Problem to work on:
Word for word, reproduce the data that follows.

Material provided:
//! Full backup export and import.
//!
//! ## Backup Format
//!
//! A backup is one JSON object with one array per synced collection plus
//! the settings record:
//!
//! ```text
//! { "entries": [..], "breakfast": [..], "packages": [..], "meters": [..],
//!   "readings": [..], "shifts": [..], "logs": [..], "patrols": [..],
//!   "settings": {..} }
//! ```
//!
//! Records are exported exactly as stored, including `synced` flags and
//! fields unknown to this crate.
//!
//! ## Usage
//!
//! ```rust
//! use outpost_core::LocalDb;
//!
//! let source = LocalDb::open_in_memory();
//! let json = source.export_backup().unwrap();
//!
//! let target = LocalDb::open_in_memory();
//! let report = target.import_backup(&json).unwrap();
//! assert!(report.skipped.is_empty());
//! ```

use crate::database::LocalDb;
use crate::error::{CoreError, CoreResult};
use crate::types::CollectionKind;
use serde_json::{Map, Value};
use tracing::{info, warn};

/// Message of the error returned for an unusable backup payload.
pub const INVALID_BACKUP_MESSAGE: &str = "invalid backup file format";

/// Field holding the settings record.
const SETTINGS_FIELD: &str = "settings";

/// What an import wrote.
#[derive(Debug, Clone, Default, PartialEq, Eq)]
pub struct ImportReport {
    /// Collections overwritten and how many records each received.
    pub collections: Vec<(CollectionKind, usize)>,
    /// Whether the settings record was written.
    pub settings: bool,
    /// Fields present but not usable (wrong JSON type); left untouched.
    pub skipped: Vec<String>,
}

impl ImportReport {
    /// Total records written across collections.
    #[must_use]
    pub fn total_records(&self) -> usize {
        self.collections.iter().map(|(_, n)| n).sum()
    }
}

impl LocalDb {
    /// Builds the backup object.
    ///
    /// Settings are exported with defaults applied.
    pub fn export_backup_value(&self) -> Value {
        let mut backup = Map::new();
        for kind in CollectionKind::ALL {
            let records = self.store().load_raw(&self.config().collection_key(kind));
            backup.insert(kind.backup_field().to_owned(), Value::Array(records));
        }
        backup.insert(SETTINGS_FIELD.to_owned(), Value::Object(self.settings_value()));
        Value::Object(backup)
    }

    /// Serializes a full backup to a JSON string.
    ///
    /// # Errors
    ///
    /// Returns an error if serialization fails.
    pub fn export_backup(&self) -> CoreResult<String> {
        Ok(serde_json::to_string(&self.export_backup_value())?)
    }

    /// Restores a full backup.
    ///
    /// Every array-typed collection field overwrites its collection
    /// wholesale; the audit log is re-capped. An object-typed `settings`
    /// field is written as-is. Absent or `null` fields leave their slot
    /// untouched; fields of any other type are skipped and reported.
    ///
    /// There is no atomicity across fields: if a write fails midway, the
    /// fields before it stay imported.
    ///
    /// # Errors
    ///
    /// Returns [`CoreError::InvalidBackup`] without writing anything if the
    /// payload is not a JSON object, or a storage error if a write fails.
    pub fn import_backup(&self, json: &str) -> CoreResult<ImportReport> {
        let backup = match serde_json::from_str::<Value>(json) {
            Ok(Value::Object(map)) => map,
            Ok(_) => return Err(CoreError::invalid_backup(INVALID_BACKUP_MESSAGE)),
            Err(e) => {
                warn!(error = %e, "backup payload does not parse");
                return Err(CoreError::invalid_backup(INVALID_BACKUP_MESSAGE));
            }
        };

        let mut report = ImportReport::default();
        for kind in CollectionKind::ALL {
            let field = kind.backup_field();
            match backup.get(field) {
                None | Some(Value::Null) => {}
                Some(Value::Array(records)) => {
                    let records = match self.config().capacity_for(kind) {
                        Some(cap) if records.len() > cap => &records[records.len() - cap..],
                        _ => &records[..],
                    };
                    self.store()
                        .save_raw(&self.config().collection_key(kind), records)?;
                    report.collections.push((kind, records.len()));
                }
                Some(_) => report.skipped.push(field.to_owned()),
            }
        }

        match backup.get(SETTINGS_FIELD) {
            None | Some(Value::Null) => {}
            Some(settings @ Value::Object(_)) => {
                self.write_settings_value(settings)?;
                report.settings = true;
            }
            Some(_) => report.skipped.push(SETTINGS_FIELD.to_owned()),
        }

        info!(
            records = report.total_records(),
            settings = report.settings,
            skipped = report.skipped.len(),
            "backup imported"
        );
        Ok(report)
    }
}
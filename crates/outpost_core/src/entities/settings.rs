//! Station settings: one record, merged over defaults on every read.

use crate::clock;
use crate::database::LocalDb;
use crate::error::CoreResult;
use serde::{Deserialize, Serialize};
use serde_json::{Map, Value};
use tracing::warn;

/// Station-wide settings.
#[derive(Debug, Clone, PartialEq, Serialize, Deserialize)]
#[serde(rename_all = "camelCase")]
pub struct AppSettings {
    /// Name shown on reports.
    pub company_name: String,
    /// Name of this station.
    pub device_name: String,
    /// `"light"` or `"dark"`.
    pub theme: String,
    /// `"small"`, `"medium"` or `"large"`.
    pub font_size: String,
    /// Phone book of sectors; shape owned by the UI.
    pub sector_contacts: Vec<Value>,
    /// Dirty flag.
    pub synced: bool,
    /// Last local save.
    #[serde(rename = "updated_at", default, skip_serializing_if = "Option::is_none")]
    pub updated_at: Option<String>,
    /// Fields this type does not model.
    #[serde(flatten)]
    pub extra: Map<String, Value>,
}

impl Default for AppSettings {
    fn default() -> Self {
        Self {
            company_name: "Portaria PX".into(),
            device_name: "Estação Principal".into(),
            theme: "light".into(),
            font_size: "medium".into(),
            sector_contacts: Vec::new(),
            synced: true,
            updated_at: None,
            extra: Map::new(),
        }
    }
}

impl AppSettings {
    /// The defaults as a JSON object.
    fn default_object() -> Map<String, Value> {
        match serde_json::to_value(Self::default()) {
            Ok(Value::Object(map)) => map,
            _ => Map::new(),
        }
    }
}

impl LocalDb {
    /// Returns the persisted settings merged over the defaults, as JSON.
    ///
    /// Persisted fields win. A non-array `sectorContacts` becomes `[]`.
    /// Missing or malformed storage yields the defaults.
    pub fn settings_value(&self) -> Map<String, Value> {
        let mut merged = AppSettings::default_object();
        if let Some(Value::Object(stored)) = self.store().read_value(&self.config().settings_key()) {
            merged.extend(stored);
            if !merged.get("sectorContacts").is_some_and(Value::is_array) {
                merged.insert("sectorContacts".into(), Value::Array(Vec::new()));
            }
        }
        merged
    }

    /// Returns the current settings.
    ///
    /// Stored fields of the wrong type fall back to the defaults.
    pub fn settings(&self) -> AppSettings {
        let merged = self.settings_value();
        serde_json::from_value(Value::Object(merged)).unwrap_or_else(|e| {
            warn!(error = %e, "stored settings do not fit, using defaults");
            AppSettings::default()
        })
    }

    /// Saves the settings, marking them dirty.
    ///
    /// # Errors
    ///
    /// Returns an error if the write fails.
    pub fn save_settings(&self, settings: &AppSettings) -> CoreResult<AppSettings> {
        let mut settings = settings.clone();
        settings.synced = false;
        settings.updated_at = Some(clock::stamp_after(settings.updated_at.as_deref()));
        self.store()
            .write_value(&self.config().settings_key(), &settings)?;
        Ok(settings)
    }

    pub(crate) fn write_settings_value(&self, value: &Value) -> CoreResult<()> {
        self.store().write_value(&self.config().settings_key(), value)
    }
}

Exercise response:
//! Full backup export and import.
//!
//! ## Backup Format
//!
//! A backup is one JSON object with one array per synced collection plus
//! the settings record:
//!
//! ```text
//! { "entries": [..], "breakfast": [..], "packages": [..], "meters": [..],
//!   "readings": [..], "shifts": [..], "logs": [..], "patrols": [..],
//!   "settings": {..} }
//! ```
//!
//! Records are exported exactly as stored, including `synced` flags and
//! fields unknown to this crate.
//!
//! ## Usage
//!
//! ```rust
//! use outpost_core::LocalDb;
//!
//! let source = LocalDb::open_in_memory();
//! let json = source.export_backup().unwrap();
//!
//! let target = LocalDb::open_in_memory();
//! let report = target.import_backup(&json).unwrap();
//! assert!(report.skipped.is_empty());
//! ```

use crate::database::LocalDb;
use crate::error::{CoreError, CoreResult};
use crate::types::CollectionKind;
use serde_json::{Map, Value};
use tracing::{info, warn};

/// Message of the error returned for an unusable backup payload.
pub const INVALID_BACKUP_MESSAGE: &str = "invalid backup file format";

/// Field holding the settings record.
const SETTINGS_FIELD: &str = "settings";

/// What an import wrote.
#[derive(Debug, Clone, Default, PartialEq, Eq)]
pub struct ImportReport {
    /// Collections overwritten and how many records each received.
    pub collections: Vec<(CollectionKind, usize)>,
    /// Whether the settings record was written.
    pub settings: bool,
    /// Fields present but not usable (wrong JSON type); left untouched.
    pub skipped: Vec<String>,
}

impl ImportReport {
    /// Total records written across collections.
    #[must_use]
    pub fn total_records(&self) -> usize {
        self.collections.iter().map(|(_, n)| n).sum()
    }
}

impl LocalDb {
    /// Builds the backup object.
    ///
    /// Settings are exported with defaults applied.
    pub fn export_backup_value(&self) -> Value {
        let mut backup = Map::new();
        for kind in CollectionKind::ALL {
            let records = self.store().load_raw(&self.config().collection_key(kind));
            backup.insert(kind.backup_field().to_owned(), Value::Array(records));
        }
        backup.insert(SETTINGS_FIELD.to_owned(), Value::Object(self.settings_value()));
        Value::Object(backup)
    }

    /// Serializes a full backup to a JSON string.
    ///
    /// # Errors
    ///
    /// Returns an error if serialization fails.
    pub fn export_backup(&self) -> CoreResult<String> {
        Ok(serde_json::to_string(&self.export_backup_value())?)
    }

    /// Restores a full backup.
    ///
    /// Every array-typed collection field overwrites its collection
    /// wholesale; the audit log is re-capped. An object-typed `settings`
    /// field is written as-is. Absent or `null` fields leave their slot
    /// untouched; fields of any other type are skipped and reported.
    ///
    /// There is no atomicity across fields: if a write fails midway, the
    /// fields before it stay imported.
    ///
    /// # Errors
    ///
    /// Returns [`CoreError::InvalidBackup`] without writing anything if the
    /// payload is not a JSON object, or a storage error if a write fails.
    pub fn import_backup(&self, json: &str) -> CoreResult<ImportReport> {
        let backup = match serde_json::from_str::<Value>(json) {
            Ok(Value::Object(map)) => map,
            Ok(_) => return Err(CoreError::invalid_backup(INVALID_BACKUP_MESSAGE)),
            Err(e) => {
                warn!(error = %e, "backup payload does not parse");
                return Err(CoreError::invalid_backup(INVALID_BACKUP_MESSAGE));
            }
        };

        let mut report = ImportReport::default();
        for kind in CollectionKind::ALL {
            let field = kind.backup_field();
            match backup.get(field) {
                None | Some(Value::Null) => {}
                Some(Value::Array(records)) => {
                    let records = match self.config().capacity_for(kind) {
                        Some(cap) if records.len() > cap => &records[records.len() - cap..],
                        _ => &records[..],
                    };
                    self.store()
                        .save_raw(&self.config().collection_key(kind), records)?;
                    report.collections.push((kind, records.len()));
                }
                Some(_) => report.skipped.push(field.to_owned()),
            }
        }

        match backup.get(SETTINGS_FIELD) {
            None | Some(Value::Null) => {}
            Some(settings @ Value::Object(_)) => {
                self.write_settings_value(settings)?;
                report.settings = true;
            }
            Some(_) => report.skipped.push(SETTINGS_FIELD.to_owned()),
        }

        info!(
            records = report.total_records(),
            settings = report.settings,
            skipped = report.skipped.len(),
            "backup imported"
        );
        Ok(report)
    }
}
filename crates/outpost_core/src/entities/settings.rs
//! Station settings: one record, merged over defaults on every read.

use crate::clock;
use crate::database::LocalDb;
use crate::error::CoreResult;
use serde::{Deserialize, Serialize};
use serde_json::{Map, Value};
use tracing::warn;

/// Station-wide settings.
#[derive(Debug, Clone, PartialEq, Serialize, Deserialize)]
#[serde(rename_all = "camelCase")]
pub struct AppSettings {
    /// Name shown on reports.
    pub company_name: String,
    /// Name of this station.
    pub device_name: String,
    /// `"light"` or `"dark"`.
    pub theme: String,
    /// `"small"`, `"medium"` or `"large"`.
    pub font_size: String,
    /// Phone book of sectors; shape owned by the UI.
    pub sector_contacts: Vec<Value>,
    /// Dirty flag.
    pub synced: bool,
    /// Last local save.
    #[serde(rename = "updated_at", default, skip_serializing_if = "Option::is_none")]
    pub updated_at: Option<String>,
    /// Fields this type does not model.
    #[serde(flatten)]
    pub extra: Map<String, Value>,
}

impl Default for AppSettings {
    fn default() -> Self {
        Self {
            company_name: "Portaria PX".into(),
            device_name: "Estação Principal".into(),
            theme: "light".into(),
            font_size: "medium".into(),
            sector_contacts: Vec::new(),
            synced: true,
            updated_at: None,
            extra: Map::new(),
        }
    }
}

impl AppSettings {
    /// The defaults as a JSON object.
    fn default_object() -> Map<String, Value> {
        match serde_json::to_value(Self::default()) {
            Ok(Value::Object(map)) => map,
            _ => Map::new(),
        }
    }
}

impl LocalDb {
    /// Returns the persisted settings merged over the defaults, as JSON.
    ///
    /// Persisted fields win. A non-array `sectorContacts` becomes `[]`.
    /// Missing or malformed storage yields the defaults.
    pub fn settings_value(&self) -> Map<String, Value> {
        let mut merged = AppSettings::default_object();
        if let Some(Value::Object(stored)) = self.store().read_value(&self.config().settings_key()) {
            merged.extend(stored);
            if !merged.get("sectorContacts").is_some_and(Value::is_array) {
                merged.insert("sectorContacts".into(), Value::Array(Vec::new()));
            }
        }
        merged
    }

    /// Returns the current settings.
    ///
    /// Stored fields of the wrong type fall back to the defaults.
    pub fn settings(&self) -> AppSettings {
        let merged = self.settings_value();
        serde_json::from_value(Value::Object(merged)).unwrap_or_else(|e| {
            warn!(error = %e, "stored settings do not fit, using defaults");
            AppSettings::default()
        })
    }

    /// Saves the settings, marking them dirty.
    ///
    /// # Errors
    ///
    /// Returns an error if the write fails.
    pub fn save_settings(&self, settings: &AppSettings) -> CoreResult<AppSettings> {
        let mut settings = settings.clone();
        settings.synced = false;
        settings.updated_at = Some(clock::stamp_after(settings.updated_at.as_deref()));
        self.store()
            .write_value(&self.config().settings_key(), &settings)?;
        Ok(settings)
    }

    pub(crate) fn write_settings_value(&self, value: &Value) -> CoreResult<()> {
        self.store().write_value(&self.config().settings_key(), value)
    }
}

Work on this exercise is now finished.